Figure 3. ParA-mCherry localizes dynamically and in subpolar patches.

(A) Immunoblot analysis of ParA and ParA-mCherry accumulation in cells of the indicated genotypes. Equal amounts of protein were loaded per lane and the blots were probed with α-ParA and α-mCherry antibodies as indicated. ParA and ParA-mCherry with their calculated molecular masses are indicated. Positions of molecular markers are indicated. * Note that the band corresponding to ParA-mCherry is partially covered by a non-specific protein detected by α-ParA. (B) ParA-mCherry forms patches in the subpolar regions.
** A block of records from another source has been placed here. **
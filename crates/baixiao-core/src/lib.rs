//! # Baixiao Core
//!
//! Shared vocabulary for the Baixiao crates: configuration, the error
//! taxonomy, request-scoped types and the traits behind which retrieval,
//! embeddings and generation live.

pub mod config;
pub mod error;
pub mod traits;
pub mod types;

pub use error::{BaixiaoError, Result};
pub use traits::{Embedder, Generator, Retriever, TokenStream};
pub use types::{ChatHistoryEntry, Prompt, Query, StreamEvent};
Left panels, short cells with ParA-mcherry patches of unequal length and/or intensities. Next two panels, longer cells with ParA-mCherry patches of more equal length and intensities. Last panel, cell with a constriction, subpolar ParA-patches and ParA-mCherry at midcell. The position of a constriction is indicated by an arrow. Scale bar, 2 µm. The numbers below indicate the percentages of cells found with the indicated localization pattern (n = 100). (C) Native ParA forms patches in the subpolar regions. Immunofluorescence microscopy using affinity purified α-ParA antibodies. Scale bar, 2 µm. (D) Time-lapse images of ParB-YFP and ParA-mCherry localization. Cells were grown in the presence of 150 µM CuSO₄. A constriction is indicated by the arrow. The old pole is indicated by the white dot. Scale bar, 2 µm. (E) Time-lapse movie of ParB-YFP and ParA-mCherry localization after completion of segregation. Cells were grown in the presence of 150 µM CuSO₄. The diagram below depicts the position of the ParB-YFP clusters (green) and the subpolar ParA-mCherry patches (red) as % of cell length over time. Scale bar, 2 µm. (F) ParA-mCherry and ParB-YFP localize at the “edges” of a chromosome. Cells were grown in the presence of 150 µM copper. Scale bar, 2 µm.